By the reflection principle and the above equality, we thus have
$$\mathbb P\left(\tau_a\le t\right)=\mathbb P\left(\sup_{0\le s \le t} B_s \ge a\right)=2\mathbb P\left(B_t\ge a\right) $$
The above is true for any $t>0$ and in particular it is true for $t'\equiv 1/t$, so we have
$$\begin{align}
F_a(t)\equiv\mathbb P\left(\frac {1}{\tau_a}\le t\right) &= \mathbb P\left(\tau_a\ge \frac 1 t\right)\\
&= 1 - \mathbb P\left(\tau_a\le \frac 1 t\right)\\
&= 1 - 2\mathbb P\left(B_{1/t}\ge a\right) \\
&= 1 - 2\mathbb P\left(tB_{1/t}\ge ta\right)\\
&= 1 - 2\mathbb P\left(B_t\ge ta\right)\tag1\\
&= 1 - 2\mathbb P \left(Z\ge a\sqrt t\right)\tag2\\
\end{align}$$
Where I used the time inversion property in $(1)$ and the fact that $Z\equiv B_t/\sqrt t\sim \mathcal N(0,1)$ in $(2)$.

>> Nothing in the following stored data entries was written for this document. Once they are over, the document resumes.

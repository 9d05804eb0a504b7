//! Application configuration.
//!
//! Configuration is loaded from a YAML file and environment variables using
//! figment. Environment variables are prefixed with `USERD_` and use `__` to
//! separate nested keys:
//!
//! ```bash
//! # Select the external database and point it somewhere real
//! USERD_DATABASE__MODE=external
//! USERD_DATABASE__HOST=db.internal
//! USERD_DATABASE__USER=userd
//! USERD_DATABASE__PASSWORD=secret
//! USERD_DATABASE__DBNAME=userd
//! ```
//!
//! Or in `config.yaml`:
//!
//! ```yaml
//! host: 0.0.0.0
//! port: 8091
//! database:
//!   mode: external
//!   host: localhost
//!   port: 5432
//!   user: userd
//!   password: secret
//!   dbname: userd
//!   ssl_mode: disable
//! ```

use clap::Parser;
use figment::{
    Figment,
    providers::{Env, Format, Yaml},
};
use serde::{Deserialize, Serialize};

/// Simple CLI args - just for specifying config file
#[derive(Parser, Debug)]
#[command(author, version, about, long_about = None)]
pub struct Args {
    /// Path to configuration file
    #[arg(short = 'f', long, env = "USERD_CONFIG", default_value = "config.yaml")]
    pub config: String,

    /// Validate configuration and exit without starting the server.
    /// Useful for CI/CD pipelines to catch config errors before deployment.
    #[arg(long)]
    pub validate: bool,
}

/// Main application configuration.
///
/// This is the root configuration structure loaded from YAML and environment
/// variables. All fields have defaults defined in the `Default` implementation.
#[derive(Debug, Clone, Deserialize, Serialize)]
#[serde(default, deny_unknown_fields)]
pub struct Config {
    /// HTTP server host to bind to (e.g., "0.0.0.0" for all interfaces)
    pub host: String,
    /// HTTP server port to bind to
    pub port: u16,
    /// Database configuration - either an external PostgreSQL server or an
    /// ephemeral embedded instance
    pub database: DatabaseConfig,
    /// Origins allowed by the CORS layer
    pub allowed_origins: Vec<String>,
}

impl Default for Config {
    fn default() -> Self {
        Self {
            host: "0.0.0.0".to_string(),
            port: 8091,
            database: DatabaseConfig::default(),
            allowed_origins: vec!["http://localhost:3000".to_string()],
        }
    }
}

/// Connection pool settings.
#[derive(Debug, Clone, Deserialize, Serialize)]
#[serde(default, deny_unknown_fields)]
pub struct PoolSettings {
    /// Maximum number of connections in the pool
    pub max_connections: u32,
    /// Minimum number of idle connections to maintain
    pub min_connections: u32,
    /// Maximum time to wait for a connection (seconds)
    pub acquire_timeout_secs: u64,
}

impl Default for PoolSettings {
    fn default() -> Self {
        Self {
            max_connections: 10,
            min_connections: 0,
            acquire_timeout_secs: 30,
        }
    }
}

/// Where the application stores its data.
///
/// `External` is a durable PostgreSQL server and is what production runs
/// against. `Ephemeral` starts a throwaway embedded PostgreSQL instance whose
/// data is discarded on shutdown; it exists for local development and tests
/// and requires the `embedded-db` cargo feature.
#[derive(Debug, Clone, Deserialize, Serialize)]
#[serde(tag = "mode", rename_all = "snake_case")]
pub enum DatabaseConfig {
    /// Throwaway embedded PostgreSQL instance. Data is lost on shutdown.
    Ephemeral {
        #[serde(default)]
        pool: PoolSettings,
    },
    /// External durable PostgreSQL server.
    External {
        host: String,
        port: u16,
        user: String,
        password: String,
        dbname: String,
        /// libpq-style sslmode value ("disable", "require", ...)
        #[serde(default = "default_ssl_mode")]
        ssl_mode: String,
        #[serde(default)]
        pool: PoolSettings,
    },
}

fn default_ssl_mode() -> String {
    "disable".to_string()
}

impl Default for DatabaseConfig {
    fn default() -> Self {
        DatabaseConfig::Ephemeral {
            pool: PoolSettings::default(),
        }
    }
}

impl Config {
    /// Load configuration from the YAML file named in `args` plus `USERD_`
    /// environment variables, then validate it.
    pub fn load(args: &Args) -> Result<Self, figment::Error> {
        let config: Self = Self::figment(args).extract()?;
        config.validate().map_err(|e| figment::Error::from(e.to_string()))?;
        Ok(config)
    }

    /// The figment used to load configuration. Exposed for tests.
    pub fn figment(args: &Args) -> Figment {
        Figment::new()
            .merge(Yaml::file(&args.config))
            .merge(Env::prefixed("USERD_").split("__"))
    }

    /// Startup-time validation. A configuration that fails here terminates
    /// the process before any connection is attempted.
    pub fn validate(&self) -> anyhow::Result<()> {
        if let DatabaseConfig::External {
            user, password, dbname, ..
        } = &self.database
        {
            if user.is_empty() || password.is_empty() || dbname.is_empty() {
                anyhow::bail!(
                    "external database requires user, password and dbname to be set \
                     (USERD_DATABASE__USER / USERD_DATABASE__PASSWORD / USERD_DATABASE__DBNAME)"
                );
            }
        }
        Ok(())
    }

    /// Address the HTTP server binds to.
    pub fn bind_address(&self) -> String {
        format!("{}:{}", self.host, self.port)
    }
}

#[cfg(test)]
mod tests {
    use super::*;
    use figment::Jail;

    #[test]
    fn test_defaults() {
        Jail::expect_with(|jail| {
            jail.create_file("config.yaml", "")?;
            let args = Args {
                config: "config.yaml".to_string(),
                validate: false,
            };
            let config = Config::load(&args).expect("defaults should load");
            assert_eq!(config.port, 8091);
            assert!(matches!(config.database, DatabaseConfig::Ephemeral { .. }));
            Ok(())
        });
    }

    #[test]
    fn test_external_database_from_yaml() {
        Jail::expect_with(|jail| {
            jail.create_file(
                "config.yaml",
                r#"
                port: 9000
                database:
                  mode: external
                  host: db.internal
                  port: 5433
                  user: svc
                  password: hunter2
                  dbname: users
                "#,
            )?;
            let args = Args {
                config: "config.yaml".to_string(),
                validate: false,
            };
            let config = Config::load(&args).expect("external config should load");
            assert_eq!(config.port, 9000);
            match &config.database {
                DatabaseConfig::External {
                    host,
                    port,
                    user,
                    ssl_mode,
                    ..
                } => {
                    assert_eq!(host, "db.internal");
                    assert_eq!(*port, 5433);
                    assert_eq!(user, "svc");
                    assert_eq!(ssl_mode, "disable");
                }
                other => panic!("expected external database, got {other:?}"),
            }
            Ok(())
        });
    }

    #[test]
    fn test_env_overrides_yaml() {
        Jail::expect_with(|jail| {
            jail.create_file("config.yaml", "port: 9000")?;
            jail.set_env("USERD_PORT", "9001");
            let args = Args {
                config: "config.yaml".to_string(),
                validate: false,
            };
            let config = Config::load(&args).expect("config should load");
            assert_eq!(config.port, 9001);
            Ok(())
        });
    }

    #[test]
    fn test_missing_external_credentials_fail_fast() {
        Jail::expect_with(|jail| {
            jail.create_file(
                "config.yaml",
                r#"
                database:
                  mode: external
                  host: db.internal
                  port: 5432
                  user: svc
                  password: ""
                  dbname: users
                "#,
            )?;
            let args = Args {
                config: "config.yaml".to_string(),
                validate: false,
            };
            assert!(Config::load(&args).is_err());
            Ok(())
        });
    }
}
//! API request handlers.

pub mod users;
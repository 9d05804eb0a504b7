use axum::{
    http::StatusCode,
    response::{IntoResponse, Response},
};
use thiserror::Error as ThisError;

use crate::db::errors::DbError;
use crate::db::handlers::AuthError;

#[derive(ThisError, Debug)]
pub enum Error {
    /// Authentication required but not provided or not valid
    #[error("Not authenticated")]
    Unauthenticated { message: Option<String> },

    /// Invalid request data or business rule violation
    #[error("{message}")]
    BadRequest { message: String },

    /// Requested resource not found
    #[error("{resource} with ID {id} not found")]
    NotFound { resource: String, id: String },

    /// Generic internal service error
    #[error("Failed to {operation}")]
    Internal { operation: String },

    /// Database operation error
    #[error(transparent)]
    Database(#[from] DbError),

    /// Credential verification error
    #[error(transparent)]
    Auth(#[from] AuthError),

    /// Unexpected error with full context chain
    #[error(transparent)]
    Other(#[from] anyhow::Error),
}

impl Error {
    pub fn status_code(&self) -> StatusCode {
        match self {
            Error::Unauthenticated { .. } => StatusCode::UNAUTHORIZED,
            Error::BadRequest { .. } => StatusCode::BAD_REQUEST,
            Error::NotFound { .. } => StatusCode::NOT_FOUND,
            Error::Internal { .. } => StatusCode::INTERNAL_SERVER_ERROR,
            Error::Database(db_err) => match db_err {
                DbError::NotFound => StatusCode::NOT_FOUND,
                DbError::UniqueViolation { .. } => StatusCode::CONFLICT,
                DbError::Commit { .. } | DbError::RollbackFailed { .. } | DbError::Other(_) => StatusCode::INTERNAL_SERVER_ERROR,
            },
            Error::Auth(auth_err) => match auth_err {
                AuthError::InvalidInput => StatusCode::BAD_REQUEST,
                // The two rejection reasons map to the same status so a
                // caller cannot probe which emails exist.
                AuthError::UserNotFound | AuthError::InvalidPassword => StatusCode::UNAUTHORIZED,
                AuthError::Verification(_) => StatusCode::INTERNAL_SERVER_ERROR,
                AuthError::Database(_) => StatusCode::INTERNAL_SERVER_ERROR,
            },
            Error::Other(_) => StatusCode::INTERNAL_SERVER_ERROR,
        }
    }

    /// Returns a user-safe error message, without leaking internal implementation details
    pub fn user_message(&self) -> String {
        match self {
            Error::Unauthenticated { message } => message.clone().unwrap_or_else(|| "Authentication required".to_string()),
            Error::BadRequest { message } => message.clone(),
            Error::NotFound { resource, id } => {
                format!("{resource} with ID {id} not found")
            }
            Error::Internal { .. } => "Internal server error".to_string(),
            Error::Database(db_err) => match db_err {
                DbError::NotFound => "Resource not found".to_string(),
                DbError::UniqueViolation { constraint, table, .. } => match (table.as_deref(), constraint.as_deref()) {
                    (Some("users"), Some(c)) if c.contains("email") => "An account with this email address already exists".to_string(),
                    _ => "Resource already exists".to_string(),
                },
                DbError::Commit { .. } | DbError::RollbackFailed { .. } | DbError::Other(_) => "Database error occurred".to_string(),
            },
            Error::Auth(auth_err) => match auth_err {
                AuthError::InvalidInput => "Email and password must not be empty".to_string(),
                AuthError::UserNotFound | AuthError::InvalidPassword => "Invalid email or password".to_string(),
                AuthError::Verification(_) | AuthError::Database(_) => "Internal server error".to_string(),
            },
            Error::Other(_) => "Internal server error".to_string(),
        }
    }
}

impl IntoResponse for Error {
    fn into_response(self) -> Response {
        // Log full error details for debugging - different log levels based on severity
        match &self {
            Error::Database(DbError::Other(_))
            | Error::Database(DbError::Commit { .. })
            | Error::Database(DbError::RollbackFailed { .. })
            | Error::Auth(AuthError::Verification(_))
            | Error::Auth(AuthError::Database(_))
            | Error::Internal { .. }
            | Error::Other(_) => {
                tracing::error!("Internal service error: {:#}", self);
            }
            Error::Database(_) => {
                tracing::warn!("Database constraint error: {}", self);
            }
            Error::Unauthenticated { .. } | Error::Auth(_) => {
                tracing::info!("Authorization error: {}", self);
            }
            Error::BadRequest { .. } | Error::NotFound { .. } => {
                tracing::debug!("Client error: {}", self);
            }
        }

        (self.status_code(), self.user_message()).into_response()
    }
}

/// Type alias for service operation results
pub type Result<T> = std::result::Result<T, Error>;

#[cfg(test)]
mod tests {
    use super::*;

    #[test]
    fn test_auth_rejections_are_indistinguishable_outward() {
        let not_found = Error::Auth(AuthError::UserNotFound);
        let bad_password = Error::Auth(AuthError::InvalidPassword);

        assert_eq!(not_found.status_code(), bad_password.status_code());
        assert_eq!(not_found.user_message(), bad_password.user_message());
    }

    #[test]
    fn test_unique_violation_maps_to_conflict() {
        let err = Error::Database(DbError::UniqueViolation {
            constraint: Some("users_email_key".to_string()),
            table: Some("users".to_string()),
            message: "duplicate key".to_string(),
        });
        assert_eq!(err.status_code(), StatusCode::CONFLICT);
        assert_eq!(err.user_message(), "An account with this email address already exists");
    }
}
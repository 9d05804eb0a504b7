//! Password hashing and verification.

use argon2::{
    Algorithm, Argon2, Params, Version,
    password_hash::{PasswordHash, PasswordHasher, PasswordVerifier, SaltString, rand_core::OsRng},
};

use crate::errors::Error;

/// Argon2 hashing parameters.
#[derive(Debug, Clone, Copy)]
pub struct Argon2Params {
    pub memory_kib: u32,
    pub iterations: u32,
    pub parallelism: u32,
}

impl Argon2Params {
    /// Create Argon2 instance with these parameters.
    fn to_argon2(self) -> Result<Argon2<'static>, Error> {
        let params = Params::new(self.memory_kib, self.iterations, self.parallelism, None).map_err(|e| Error::Internal {
            operation: format!("create argon2 params: {e}"),
        })?;

        Ok(Argon2::new(Algorithm::Argon2id, Version::V0x13, params))
    }
}

impl Default for Argon2Params {
    /// Secure defaults for production (Argon2id RFC recommendations)
    fn default() -> Self {
        Self {
            memory_kib: 19456, // 19 MB
            iterations: 2,
            parallelism: 1,
        }
    }
}

/// Hash a password using Argon2id.
///
/// Uses the provided parameters or secure defaults if None.
pub fn hash_string_with_params(input: &str, params: Option<Argon2Params>) -> Result<String, Error> {
    let salt = SaltString::generate(&mut OsRng);
    let argon2 = if let Some(p) = params {
        p.to_argon2()?
    } else {
        Argon2Params::default().to_argon2()?
    };

    let hash = argon2.hash_password(input.as_bytes(), &salt).map_err(|e| Error::Internal {
        operation: format!("hash string: {e}"),
    })?;

    Ok(hash.to_string())
}

/// Hash a password using Argon2id with default secure parameters.
pub fn hash_string(input: &str) -> Result<String, Error> {
    hash_string_with_params(input, None)
}

/// Verify a password against a stored hash.
///
/// Note: Verification uses the parameters embedded in the hash itself, and
/// the comparison inside argon2 is constant-time.
pub fn verify_string(input: &str, hash: &str) -> Result<bool, Error> {
    let parsed_hash = PasswordHash::new(hash).map_err(|e| Error::Internal {
        operation: format!("parse hash: {e}"),
    })?;

    // Verification always uses params from the hash
    let argon2 = Argon2::default();
    Ok(argon2.verify_password(input.as_bytes(), &parsed_hash).is_ok())
}

#[cfg(test)]
mod tests {
    use super::*;

    #[test]
    fn test_string_hashing() {
        let input = "test_password_123";
        let hash = hash_string(input).unwrap();

        // Hash should not be empty
        assert!(!hash.is_empty());

        // Should verify correctly
        assert!(verify_string(input, &hash).unwrap());

        // Should fail with wrong input
        assert!(!verify_string("wrong_password", &hash).unwrap());
    }

    #[test]
    fn test_same_input_different_hashes() {
        let input = "same_password";

        let hash1 = hash_string(input).unwrap();
        let hash2 = hash_string(input).unwrap();

        // Same input should produce different hashes due to salt
        assert_ne!(hash1, hash2);

        // But both should verify correctly
        assert!(verify_string(input, &hash1).unwrap());
        assert!(verify_string(input, &hash2).unwrap());
    }

    #[test]
    fn test_malformed_hash_is_an_error() {
        assert!(verify_string("password", "not-a-phc-string").is_err());
    }
}
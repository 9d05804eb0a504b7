use thiserror::Error;

/// Unified error type for database operations that application code can handle
#[derive(Error, Debug)]
pub enum DbError {
    /// Entity not found by the given identifier
    #[error("Entity not found")]
    NotFound,

    /// Unique constraint violation
    #[error("Unique constraint violation")]
    UniqueViolation {
        constraint: Option<String>,
        table: Option<String>,
        message: String,
    },

    /// Committing a transaction failed. The unit of work did not take effect.
    #[error("committing transaction: {source}")]
    Commit {
        #[source]
        source: sqlx::Error,
    },

    /// A unit of work failed and the subsequent rollback failed as well.
    /// Both errors are retained: `source` is what the work returned,
    /// `rollback` is why the rollback did not go through.
    #[error("{source} (rolling back transaction: {rollback})")]
    RollbackFailed {
        source: Box<DbError>,
        rollback: sqlx::Error,
    },

    /// Catch-all for non-recoverable errors
    #[error(transparent)]
    Other(#[from] anyhow::Error),
}

/// Convert from sqlx::Error using proper sqlx error categorization
impl From<sqlx::Error> for DbError {
    fn from(err: sqlx::Error) -> Self {
        match &err {
            sqlx::Error::RowNotFound => DbError::NotFound,
            sqlx::Error::Database(db_err) => {
                if db_err.is_unique_violation() {
                    DbError::UniqueViolation {
                        constraint: db_err.constraint().map(|s| s.to_string()),
                        table: db_err.table().map(|s| s.to_string()),
                        message: db_err.message().to_string(),
                    }
                } else {
                    // All other database errors are non-recoverable - convert to anyhow
                    DbError::Other(anyhow::Error::from(err))
                }
            }
            // All other sqlx errors are non-recoverable - convert to anyhow with context
            _ => DbError::Other(anyhow::Error::from(err)),
        }
    }
}

/// Type alias for database operation results
pub type Result<T> = std::result::Result<T, DbError>;
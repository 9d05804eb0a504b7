//! Repository implementations for database access.
//!
//! Each repository:
//! - Wraps a SQLx connection or transaction (`&mut PgConnection`)
//! - Provides strongly-typed operations for one entity
//! - Returns domain models from [`crate::db::models`]
//!
//! The [`Repositories`] facade is the only entry point the rest of the
//! application uses: it owns the pool, hands out plain connections, and runs
//! transactional units of work via
//! [`Repositories::with_transaction`](repository::Repositories::with_transaction).
//!
//! # Common pattern
//!
//! ```ignore
//! use userd::db::handlers::{Repositories, Repository, Users};
//!
//! async fn example(repos: &Repositories) -> Result<(), Box<dyn std::error::Error>> {
//!     // Plain read on a pooled connection
//!     let mut conn = repos.acquire().await?;
//!     let mut users = Users::new(&mut conn);
//!     if let Some(user) = users.get_by_email("user@example.com").await? {
//!         println!("Found user: {}", user.email);
//!     }
//!     Ok(())
//! }
//! ```

pub mod repository;
pub mod users;

pub use repository::{Repositories, Repository};
pub use users::{AuthError, Users};
use clap::Parser;
use userd::{Application, Config, telemetry};

/// Wait for shutdown signal (SIGTERM or Ctrl+C)
async fn shutdown_signal() {
    use tokio::signal;

    let ctrl_c = async {
        signal::ctrl_c().await.expect("Failed to install Ctrl+C handler");
    };

    #[cfg(unix)]
    let terminate = async {
        signal::unix::signal(signal::unix::SignalKind::terminate())
            .expect("Failed to install SIGTERM handler")
            .recv()
            .await;
    };

    #[cfg(not(unix))]
    let terminate = std::future::pending::<()>();

    tokio::select! {
        _ = ctrl_c => {
            tracing::info!("Received Ctrl+C, shutting down gracefully...");
        },
        _ = terminate => {
            tracing::info!("Received SIGTERM, shutting down gracefully...");
        },
    }
}

#[tokio::main]
async fn main() -> anyhow::Result<()> {
    // Parse CLI args
    let args = userd::config::Args::parse();

    // Load configuration
    let config = Config::load(&args)?;

    // If --validate flag is set, exit successfully after config validation
    if args.validate {
        println!("Configuration is valid.");
        return Ok(());
    }

    // Initialize telemetry
    telemetry::init_telemetry()?;

    tracing::debug!("{:?}", args);

    // Run the application with graceful shutdown on SIGTERM/Ctrl+C
    let shutdown = shutdown_signal();
    Application::new(config).await?.serve(shutdown).await
}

At this point, it is quite straightforward to express the CDF of $\frac {1}{\tau_a}$ $F_{a} $ in terms of the standard normal CDF. In particular, if you want to compute $\mathbb E\left[\frac {1}{\tau_a}\right] $, you have at least two options :
- By a well-known formula, you can integrate $1-F_a$ directly :
$$\mathbb E\left[\frac {1}{\tau_a}\right] = \int_0^\infty (1-F_a(t))\ dt = \int_0^\infty \left[1-\text{erf}\left(\frac{a\sqrt t}{\sqrt 2}\right)\right]\ dt $$
- You can compute the PDF $f_a(t) :=dF_a(t)/dt$ and integrate
$$\mathbb E\left[\frac {1}{\tau_a}\right] = \int_0^\infty tf_a(t)\ dt $$
Both of these integrals involve very standard functions and by digging up the literature you should be able to find a way to express them in terms of $\text{erf}, \text{erfc}$ or other well-known quantities, which should allow you to approximate $\mathbb E\left[\frac {1}{\tau_a}\right] $ well enough for your purposes.